Peasant Food with a Twist: Spicy Potatoes from China

Csípős, mogyorós krumpli

It was my grandmother who first told me that potatoes were “the food of the poor” – cheap, long-lasting, and filling.
Luckily, they can be prepared in so many ways – and I love them all.

Csípős, mogyorós krumpli

My love for potatoes was fueled early on by the experiences I gathered in my grandmother’s kitchen – and by her heavenly cooking.
Back in the 1980s, keto-protein diets and glycemic indexes were concepts no one had even heard of, and potatoes weren’t banished to nutritional purgatory. In fact, among the winter staples of the time – potatoes, carrots, onions, and cabbage – they had a place of honor.

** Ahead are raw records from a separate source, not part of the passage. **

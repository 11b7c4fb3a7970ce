//! 配置提供者实现

pub mod command_line;
pub mod environment;
pub mod json;
pub mod memory;

pub use command_line::*;
pub use environment::*;
pub use json::*;
pub use memory::*;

On cold December afternoons, while the fire crackled in the stove and sparrows pecked away at the feeder outside, we would cook in the small room set up as a winter kitchen.
We fried potato flatbreads (krumplilángos), filled soft potato-dough pastries with thick plum jam and sautéed them golden in oil, and made homemade mayonnaise for potato salad – slowly, patiently, one drop of oil at a time.
I’ve never eaten a potato-based plum-jam pastry since, and despite all my searching, I’ve never found that recipe online.

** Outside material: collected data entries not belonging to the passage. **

//! 配置根实现

use crate::section::ConfigurationSection;
use config_abstractions::{
    path, ConfigError, ConfigResult, Configuration, ConfigurationProvider, ReloadToken,
};
use parking_lot::Mutex;
use std::fmt;
use std::sync::{Arc, Weak};
use tracing::{debug, info};

/// 配置根
///
/// 按注册顺序持有配置提供者，读取时从后往前查找（后注册者优先），写入时写到每个提供者。
/// 克隆得到的是同一个配置根的句柄。
#[derive(Clone)]
pub struct ConfigurationRoot {
    inner: Arc<RootInner>,
}

struct RootInner {
    providers: Vec<Arc<dyn ConfigurationProvider>>,
    reload_token: Mutex<ReloadToken>,
}

impl ConfigurationRoot {
    /// 创建配置根并按顺序加载每个提供者
    pub fn new(providers: Vec<Arc<dyn ConfigurationProvider>>) -> ConfigResult<Self> {
        for provider in &providers {
            debug!("加载配置提供者: {}", provider.name());
            provider.load()?;
        }

        let inner = Arc::new(RootInner {
            providers,
            reload_token: Mutex::new(ReloadToken::new()),
        });
        for index in 0..inner.providers.len() {
            RootInner::watch_provider(&inner, index);
        }

        info!("配置根构建完成，共 {} 个配置提供者", inner.providers.len());
        Ok(Self { inner })
    }

    /// 已注册的配置提供者
    pub fn providers(&self) -> &[Arc<dyn ConfigurationProvider>] {
        &self.inner.providers
    }

    /// 重新加载所有提供者，然后发布新令牌并触发旧令牌
    pub fn reload(&self) -> ConfigResult<()> {
        info!("重新加载配置");
        for provider in &self.inner.providers {
            provider.load()?;
        }
        self.inner.raise_changed();
        Ok(())
    }

    /// 列出根下所有可达的配置项
    ///
    /// 深度优先遍历子节，仅输出有值的路径。
    pub fn as_enumerable(&self) -> Vec<(String, String)> {
        let mut entries = Vec::new();
        let mut pending: Vec<ConfigurationSection> = self.get_children();
        pending.reverse();

        while let Some(section) = pending.pop() {
            if let Some(value) = section.value() {
                entries.push((section.path().to_owned(), value));
            }
            let mut children = section.get_children();
            children.reverse();
            pending.extend(children);
        }

        entries
    }

    pub(crate) fn child_keys(&self, parent_path: Option<&str>) -> Vec<String> {
        self.inner
            .providers
            .iter()
            .fold(Vec::new(), |seed, provider| {
                provider.get_child_keys(seed, parent_path)
            })
    }

    pub(crate) fn sections_for(&self, parent_path: Option<&str>) -> Vec<ConfigurationSection> {
        self.child_keys(parent_path)
            .into_iter()
            .map(|key| {
                let section_path = match parent_path {
                    Some(parent) => path::combine([parent, key.as_str()]),
                    None => key,
                };
                ConfigurationSection::new(self.clone(), section_path)
            })
            .collect()
    }
}

impl RootInner {
    /// 监听提供者的令牌，触发后重新监听提供者的新令牌
    fn watch_provider(inner: &Arc<Self>, index: usize) {
        let Some(provider) = inner.providers.get(index) else {
            return;
        };
        let root: Weak<Self> = Arc::downgrade(inner);
        let _ = provider.get_reload_token().register_change_callback(move || {
            if let Some(root) = root.upgrade() {
                debug!("配置提供者 {} 通知变更", index);
                root.raise_changed();
                Self::watch_provider(&root, index);
            }
        });
    }

    fn raise_changed(&self) {
        let previous = std::mem::take(&mut *self.reload_token.lock());
        previous.on_reload();
    }
}

impl Configuration for ConfigurationRoot {
    type Section = ConfigurationSection;

    fn get(&self, key: &str) -> Option<String> {
        self.inner
            .providers
            .iter()
            .rev()
            .find_map(|provider| provider.try_get(key))
    }

    fn set(&self, key: &str, value: &str) -> ConfigResult<()> {
        if self.inner.providers.is_empty() {
            return Err(ConfigError::NoSources);
        }

        debug!("设置配置值: {}", key);
        for provider in &self.inner.providers {
            provider.set(key, value);
        }
        Ok(())
    }

    fn get_section(&self, key: &str) -> ConfigurationSection {
        ConfigurationSection::new(self.clone(), key.to_owned())
    }

    fn get_children(&self) -> Vec<ConfigurationSection> {
        self.sections_for(None)
    }

    fn get_reload_token(&self) -> ReloadToken {
        self.inner.reload_token.lock().clone()
    }
}

impl fmt::Debug for ConfigurationRoot {
    fn fmt(&self, f: &mut fmt::Formatter<'_>) -> fmt::Result {
        f.debug_struct("ConfigurationRoot")
            .field("providers", &self.inner.providers)
            .finish()
    }
}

Over the years, many recipes have come and gone, but my devotion to potatoes has never faded – and this spicy, peanut-topped potato dish you see in the photo only deepened it.
It wasn’t love at first bite, though. Despite having lived in China for six years, potatoes were never a prominent part of local cuisine – neither in Beijing nor in southern Guangzhou.
Among the astonishing variety of vegetable dishes, there was usually just one potato item on the menu: julienned potatoes in a spicy-sour sauce.
It was tasty, but between the numbing Szechuan-pepper cabbage, the stir-fried green beans sprinkled with bits of pork, and the perfectly crunchy broccoli, my love of potatoes took a back seat for a while.

What I loved most about life in China was that every day held something surprising, something unexpected.
In the narrow alleyways behind the hundred-story towers of Guangzhou – among old bicycles and laundry hanging from balconies – it felt as if time had rewound a few decades.

On a grimy hotplate at a Beijing street corner, I once had the best egg-and-chili pancake (jian bing) I’ve ever tasted.
In the summer heat, local men would roll up their shirts to proudly reveal their bellies.
At my favorite Beijing market, I once stumbled upon fresh curd cheese – and in a side street in Guangzhou, dried seahorses were being sold from a plastic bucket.

Each morning on my bike, on the way to work, I’d pass a woman in her sixties who always walked backwards.
In well-kept parks, small groups waltzed to cassette music, others did tai chi, and self-declared opera lovers sang their favorite arias out loud.

Kantoni sikátor
Guangzhou’s Narrow Street
Felhőkarcolók
Guangzhou, Seen from the Banks of the Pearl River
Csikóhal műanyagbödönből
Seahorse Vendor in Guangzhou

We stumbled upon a tiny second-floor restaurant in Guangzhou by pure chance.
It was tucked away and served dishes from western China – bold, flavorful, and unfamiliar.
That’s where I first tasted this spicy potato dish, and it was so delicious that I insisted we celebrate our tenth wedding anniversary with it.

I ended up recreating it in Istanbul, thanks to a weekend lockdown that gave me time to experiment.
Here’s how it went:


Ingredients:

  • 500g potatoes, thinly sliced

For the sauce:

  • 1 tablespoon soy sauce

  • 1 teaspoon sugar

  • 1 teaspoon flour

  • 3 tablespoons oil

  • A thumb-sized piece of ginger

  • 3 garlic cloves

  • 1 hot chili pepper

  • 150g peanuts

  • 1 bunch of scallions

  • Fresh coriander


I baked the potatoes at 180°C (350°F) for 20 minutes, then tossed them in the sauce mixture.
After that, I stir-fried them in a wok with hot oil.
When they were about halfway done, I added the peanuts to let them toast a little.
I finished the dish with fresh coriander – though I admit I forgot to sprinkle sesame seeds on top.

To be honest, they didn’t turn out quite as crispy as the original version, so I’ll keep experimenting.